İYİ Parti’nin Ankara Büyükşehir Belediye başkan adayı eski CHP’li Cengiz Topel Yıldırım katıldığı canlı yayında, Mansur Yavaş’ı hedef aldı. İYİ Parti yöneticisi partisinin adayına tepki gösterip “iftira” dedi.
Cengiz Topel Yıldırım, bir çok usulsüzlük iddiasının yanı sıra “5 milyar 928 milyon bir para belediye kasasında olması gerekirken yok’ soruyoruz bu para nerede? Belediye, 5 yılda ‘6 milyar 937 Milyon TL’ zarara girdi. Belediye 308 milyar kaynağın sadece yüzde 3,27’sini sosyal yardımlara harcamış” gibi ithamlarda bulundu.
Mansur Yavaş’ın ekibi iddialara yanıt verirken İYİ Parti GİK üyesi Uğurhan Ferudun Berat Tiryaki de sosyal medya hesabından Cengiz Topel Yıldırım’a tepki gösterdi.
Tiryaki’nin açıklaması şöyle: “Ankara Büyükşehir Belediye Başkan adayımız kampanyasının ilk gününden beri, nasıl bir belediye başkanlığı yapacağını, gerçekleştireceği projeleri ve neden ‘en iyisi’ olduğunu anlatmak yerine, Mansur Yavaş ve yönetiminin özellikle belediye iştiraklerinde gerçekleştirdiğini iddia ettiği yolsuzlukları ve usulsüzlükleri anlatıp durmaktadır.

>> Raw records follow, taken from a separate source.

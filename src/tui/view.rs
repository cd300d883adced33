//! Placeholder page layout and status rendering. Layout doubles as the
//! hit-testing source: the event loop keeps the last computed frames and
//! maps pointer coordinates back through them.

use ratatui::layout::Rect;
use ratatui::style::{Color, Style};
use ratatui::text::Line;
use ratatui::widgets::{Block, Borders, Paragraph};
use ratatui::Frame;

use crate::core::Position;
use crate::kernel::{AppState, LoadStatus};

/// Region tag for the status line; routing drops pointer events here when an
/// exclusion rule names it.
pub const STATUS_CLASS: &str = "folio-status";

const MAX_PAGE_WIDTH: i32 = 84;

#[derive(Debug, Clone, Copy, PartialEq, Eq)]
pub struct PageFrame {
    pub page_index: usize,
    /// Clipped on-screen rectangle.
    pub area: Rect,
    /// Unclipped interior origin (inside the border), for coordinate
    /// mapping when the frame is partially scrolled out.
    pub origin_x: i32,
    pub origin_y: i32,
}

pub fn layout_pages(state: &AppState, area: Rect) -> Vec<PageFrame> {
    let Some(info) = &state.document.info else {
        return Vec::new();
    };
    if area.width < 4 || area.height == 0 {
        return Vec::new();
    }
    let zoom = state.viewport.zoom.max(0.01);
    let page_height = ((info.lines_per_page as f32 * zoom).round() as i32).max(1) + 2;
    let page_width = i32::from(area.width.saturating_sub(2)).min(MAX_PAGE_WIDTH);
    let left = i32::from(area.x) + 1 - state.viewport.scroll_x.round() as i32;
    let top_edge = i32::from(area.y);
    let bottom_edge = top_edge + i32::from(area.height);

    let mut frames = Vec::new();
    let mut y = top_edge - state.viewport.scroll_y.round() as i32;
    for page_index in 0..info.page_count {
        let top = y;
        y += page_height + 1;
        if top + page_height <= top_edge || top >= bottom_edge {
            continue;
        }
        let clip_top = top.max(top_edge);
        let clip_bottom = (top + page_height).min(bottom_edge);
        let clip_left = left.max(i32::from(area.x));
        let clip_right = (left + page_width).min(i32::from(area.x) + i32::from(area.width));
        if clip_right - clip_left < 3 || clip_bottom - clip_top < 1 {
            continue;
        }
        frames.push(PageFrame {
            page_index,
            area: Rect {
                x: clip_left as u16,
                y: clip_top as u16,
                width: (clip_right - clip_left) as u16,
                height: (clip_bottom - clip_top) as u16,
            },
            origin_x: left + 1,
            origin_y: top + 1,
        });
    }
    frames
}

/// Maps a terminal cell to the page under it, returning page-local
/// coordinates in document units (columns, lines).
pub fn page_at(frames: &[PageFrame], x: u16, y: u16, zoom: f32) -> Option<(usize, Position)> {
    let zoom = zoom.max(0.01);
    for frame in frames {
        let inside_x = x >= frame.area.x && x < frame.area.x + frame.area.width;
        let inside_y = y >= frame.area.y && y < frame.area.y + frame.area.height;
        if inside_x && inside_y {
            let column = (i32::from(x) - frame.origin_x).max(0) as f32;
            let row = (i32::from(y) - frame.origin_y).max(0) as f32;
            return Some((frame.page_index, Position::new(column, row / zoom)));
        }
    }
    None
}

pub fn status_line(state: &AppState) -> String {
    let document = match (&state.document.status, &state.document.info) {
        (LoadStatus::Idle, _) => "no document".to_string(),
        (LoadStatus::Loading, _) => "loading…".to_string(),
        (LoadStatus::Ready, Some(info)) => match &info.title {
            Some(title) => format!("{} · {} pages", title, info.page_count),
            None => format!("{} pages", info.page_count),
        },
        (LoadStatus::Ready, None) => "ready".to_string(),
        (LoadStatus::Failed, _) => match &state.document.error {
            Some(error) => format!("load failed: {}", error),
            None => "load failed".to_string(),
        },
    };
    let paused = if state.interaction.paused { " · PAUSED" } else { "" };
    let selection = match &state.selection.text {
        Some(text) if !text.is_empty() => {
            let snippet: String = text.chars().take(24).collect();
            format!(" · \"{}\"", snippet.replace('\n', " "))
        }
        _ => String::new(),
    };
    format!(
        " {} · mode:{} cursor:{} zoom:{:.2}{}{}",
        document,
        state.interaction.active_mode,
        state.interaction.cursor,
        state.viewport.zoom,
        paused,
        selection,
    )
}

pub fn render(frame: &mut Frame<'_>, state: &AppState, frames: &[PageFrame]) {
    let area = frame.area();
    if area.height == 0 {
        return;
    }
    let status_area = Rect {
        x: area.x,
        y: area.y + area.height - 1,
        width: area.width,
        height: 1,
    };

    for page in frames {
        let annotations = state
            .annotations
            .iter()
            .filter(|a| a.page_index == page.page_index)
            .count();
        let title = if annotations > 0 {
            format!(" page {} · {} notes ", page.page_index + 1, annotations)
        } else {
            format!(" page {} ", page.page_index + 1)
        };
        let block = Block::default().borders(Borders::ALL).title(title);
        frame.render_widget(block, page.area);

        render_page_marks(frame, state, page);
    }

    let status = Paragraph::new(Line::from(status_line(state)))
        .style(Style::default().fg(Color::Black).bg(Color::Gray));
    frame.render_widget(status, status_area);
}

/// Shades committed annotations and the live selection inside a page frame.
fn render_page_marks(frame: &mut Frame<'_>, state: &AppState, page: &PageFrame) {
    let zoom = state.viewport.zoom.max(0.01);
    for annotation in state
        .annotations
        .iter()
        .filter(|a| a.page_index == page.page_index)
    {
        let rect = region_in_page(
            page,
            annotation.rect.y * zoom,
            annotation.rect.height * zoom,
            annotation.rect.x,
            annotation.rect.width,
        );
        if let Some(rect) = rect {
            frame.render_widget(
                Block::default().style(Style::default().bg(Color::Yellow)),
                rect,
            );
        }
    }
    if let Some(span) = &state.selection.span {
        if span.page_index == page.page_index {
            let (start, end) = span.ordered();
            let rect = region_in_page(
                page,
                start as f32 * zoom,
                ((end - start) as f32 + 1.0) * zoom,
                0.0,
                f32::from(page.area.width),
            );
            if let Some(rect) = rect {
                frame.render_widget(
                    Block::default().style(Style::default().bg(Color::Blue)),
                    rect,
                );
            }
        }
    }
}

/// Converts a page-local region into a screen rect clipped to the frame.
fn region_in_page(
    page: &PageFrame,
    top: f32,
    height: f32,
    left: f32,
    width: f32,
) -> Option<Rect> {
    let y0 = page.origin_y + top.round() as i32;
    let y1 = y0 + (height.round() as i32).max(1);
    let x0 = page.origin_x + left.round() as i32;
    let x1 = x0 + (width.round() as i32).max(1);

    let clip_y0 = y0.max(i32::from(page.area.y));
    let clip_y1 = y1.min(i32::from(page.area.y) + i32::from(page.area.height) - 1);
    let clip_x0 = x0.max(i32::from(page.area.x) + 1);
    let clip_x1 = x1.min(i32::from(page.area.x) + i32::from(page.area.width) - 1);
    if clip_y1 <= clip_y0 || clip_x1 <= clip_x0 {
        return None;
    }
    Some(Rect {
        x: clip_x0 as u16,
        y: clip_y0 as u16,
        width: (clip_x1 - clip_x0) as u16,
        height: (clip_y1 - clip_y0) as u16,
    })
}

#[cfg(test)]
#[path = "../../tests/unit/tui/view.rs"]
mod tests;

Kuruluş sürecinin ilk anından beri emek vermiş bir İyi Partili, Ankara eski il başkanı, hali hazırda GİK üyesi ve Ankaralı bir vatandaş olarak bu kampanya dilini ve yöntemini kesinlikle tasvip etmiyorum.
Ancak bu adayın kendi tercihidir, yol kendi yoludur. Meselenin beni ahlaken ve vicdanen rahatsız eden çok daha önemli bir boyutu bulunmaktadır.
Halen İyi Parti Genel İdare Kurulu içerisinde, hatta Genel Başkan yardımcıları içerisinde Bizzat kendisi, Eşi, çocuğu, yeğeni, kuzeni veya akrabası Ankara Büyükşehir Belediyesi’ne bağlı iştiraklerde Yönetim kurulu üyesi olan insanlar vardır.
Bu da gizli saklı değil; açık, aleni ve bilinen bir durumdur. Bu sebeple buradan muhataplarına sormak istiyorum: Bu kimseler veya yakınları, İyi Parti adayının bahsettiği yolsuzluk iddialarına şimdiye kadar şahit olmuşlar mıdır? Şahit olmuşlarsa neden susmuşlardır? Neden görevlerine devam etmektedirler? Şahit olmamışlarsa, iddialar asılsızsa, niçin bu ithamlara sessiz kalmaktadırlar?
Bu tarz bir iftira siyasetini hangi ilkeyle meşrulaştırmaktadırlar? İyi parti, rekabetle hakareti; siyasetle intikamı birbirine karıştıran bir yaklaşıma alet edilemez. Türkiye’yi yönetme iddiasıyla ve yönetebilecek kadrolarla kurulmuş İyi Parti, Hiç kimsenin kişisel intikam aparatı olarak kullanılamaz.
Bu yüzden sözü edilen belediye iştirakleriyle ilgili iddialara İştiraklerle yakın ilişkide olduğunu bildiğim İyi Partililer, Ahlaken ve vicdanen kamuoyu önünde yanıt vermekle yükümlüdürler.”